BEGIN

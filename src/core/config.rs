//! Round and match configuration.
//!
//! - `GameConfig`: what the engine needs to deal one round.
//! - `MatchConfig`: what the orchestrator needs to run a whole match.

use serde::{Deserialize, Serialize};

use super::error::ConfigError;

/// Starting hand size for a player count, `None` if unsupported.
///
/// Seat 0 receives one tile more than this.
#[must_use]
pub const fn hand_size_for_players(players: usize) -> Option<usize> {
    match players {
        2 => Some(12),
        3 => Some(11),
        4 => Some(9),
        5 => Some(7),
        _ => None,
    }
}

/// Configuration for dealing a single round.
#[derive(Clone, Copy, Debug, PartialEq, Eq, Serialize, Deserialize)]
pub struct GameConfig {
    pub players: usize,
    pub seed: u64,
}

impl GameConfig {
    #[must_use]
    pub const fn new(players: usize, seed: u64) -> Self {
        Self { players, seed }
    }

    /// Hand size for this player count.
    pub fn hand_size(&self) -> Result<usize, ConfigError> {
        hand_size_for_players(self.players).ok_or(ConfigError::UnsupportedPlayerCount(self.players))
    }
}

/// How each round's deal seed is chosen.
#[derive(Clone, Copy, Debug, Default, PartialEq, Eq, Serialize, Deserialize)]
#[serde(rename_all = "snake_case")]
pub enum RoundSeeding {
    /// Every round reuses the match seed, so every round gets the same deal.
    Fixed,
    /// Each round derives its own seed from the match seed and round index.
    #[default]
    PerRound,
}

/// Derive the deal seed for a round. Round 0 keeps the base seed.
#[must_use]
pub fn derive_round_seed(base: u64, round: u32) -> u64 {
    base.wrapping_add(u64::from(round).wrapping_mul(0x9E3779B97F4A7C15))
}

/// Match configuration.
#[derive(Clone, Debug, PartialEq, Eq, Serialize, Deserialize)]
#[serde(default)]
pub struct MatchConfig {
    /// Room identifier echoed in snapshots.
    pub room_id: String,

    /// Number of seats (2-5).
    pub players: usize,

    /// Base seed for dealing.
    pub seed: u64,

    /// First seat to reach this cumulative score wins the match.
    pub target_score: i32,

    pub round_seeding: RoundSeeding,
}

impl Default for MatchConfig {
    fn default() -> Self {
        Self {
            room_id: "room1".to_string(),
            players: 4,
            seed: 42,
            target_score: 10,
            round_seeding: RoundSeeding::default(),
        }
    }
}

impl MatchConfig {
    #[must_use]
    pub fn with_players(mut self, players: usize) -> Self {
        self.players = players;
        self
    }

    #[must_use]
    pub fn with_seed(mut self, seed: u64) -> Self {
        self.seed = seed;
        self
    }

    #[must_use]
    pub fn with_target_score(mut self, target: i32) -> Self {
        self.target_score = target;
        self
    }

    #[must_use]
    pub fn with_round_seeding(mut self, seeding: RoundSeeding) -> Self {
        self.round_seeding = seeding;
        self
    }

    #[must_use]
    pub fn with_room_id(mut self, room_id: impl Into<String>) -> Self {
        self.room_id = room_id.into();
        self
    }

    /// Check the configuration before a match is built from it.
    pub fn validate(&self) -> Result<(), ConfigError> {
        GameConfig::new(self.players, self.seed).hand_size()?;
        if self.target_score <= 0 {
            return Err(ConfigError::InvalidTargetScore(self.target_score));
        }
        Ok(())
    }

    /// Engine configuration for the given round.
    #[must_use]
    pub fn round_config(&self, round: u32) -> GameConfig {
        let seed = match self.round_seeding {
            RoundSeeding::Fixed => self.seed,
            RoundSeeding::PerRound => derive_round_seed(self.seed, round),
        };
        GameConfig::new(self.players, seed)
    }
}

END
BEGIN

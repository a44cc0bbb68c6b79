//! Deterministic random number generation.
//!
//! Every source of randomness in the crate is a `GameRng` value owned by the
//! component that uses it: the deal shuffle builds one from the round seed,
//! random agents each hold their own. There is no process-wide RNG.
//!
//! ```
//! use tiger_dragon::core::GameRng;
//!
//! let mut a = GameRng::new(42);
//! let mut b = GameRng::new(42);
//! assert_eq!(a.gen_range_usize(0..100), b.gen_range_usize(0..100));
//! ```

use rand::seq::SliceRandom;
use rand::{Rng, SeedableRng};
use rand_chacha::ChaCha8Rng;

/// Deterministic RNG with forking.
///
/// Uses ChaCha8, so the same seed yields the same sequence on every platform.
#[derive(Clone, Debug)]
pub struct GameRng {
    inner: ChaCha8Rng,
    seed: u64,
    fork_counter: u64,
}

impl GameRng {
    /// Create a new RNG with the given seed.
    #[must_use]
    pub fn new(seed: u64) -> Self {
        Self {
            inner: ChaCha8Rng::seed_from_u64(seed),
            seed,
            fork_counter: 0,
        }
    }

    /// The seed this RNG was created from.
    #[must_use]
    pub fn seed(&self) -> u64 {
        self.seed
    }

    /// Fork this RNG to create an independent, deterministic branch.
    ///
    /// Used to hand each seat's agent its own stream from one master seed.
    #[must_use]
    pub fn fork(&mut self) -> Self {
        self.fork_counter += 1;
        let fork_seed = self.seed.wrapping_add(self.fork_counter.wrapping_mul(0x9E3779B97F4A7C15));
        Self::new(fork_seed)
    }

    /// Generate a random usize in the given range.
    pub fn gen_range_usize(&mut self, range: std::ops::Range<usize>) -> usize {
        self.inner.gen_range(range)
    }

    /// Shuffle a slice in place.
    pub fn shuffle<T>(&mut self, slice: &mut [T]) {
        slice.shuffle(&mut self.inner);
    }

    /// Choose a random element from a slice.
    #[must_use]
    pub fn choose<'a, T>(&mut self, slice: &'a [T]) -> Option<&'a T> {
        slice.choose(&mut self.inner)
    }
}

END

Look at each line above and note whether it holds the word "Fixed". Report how many do, as the number only.

2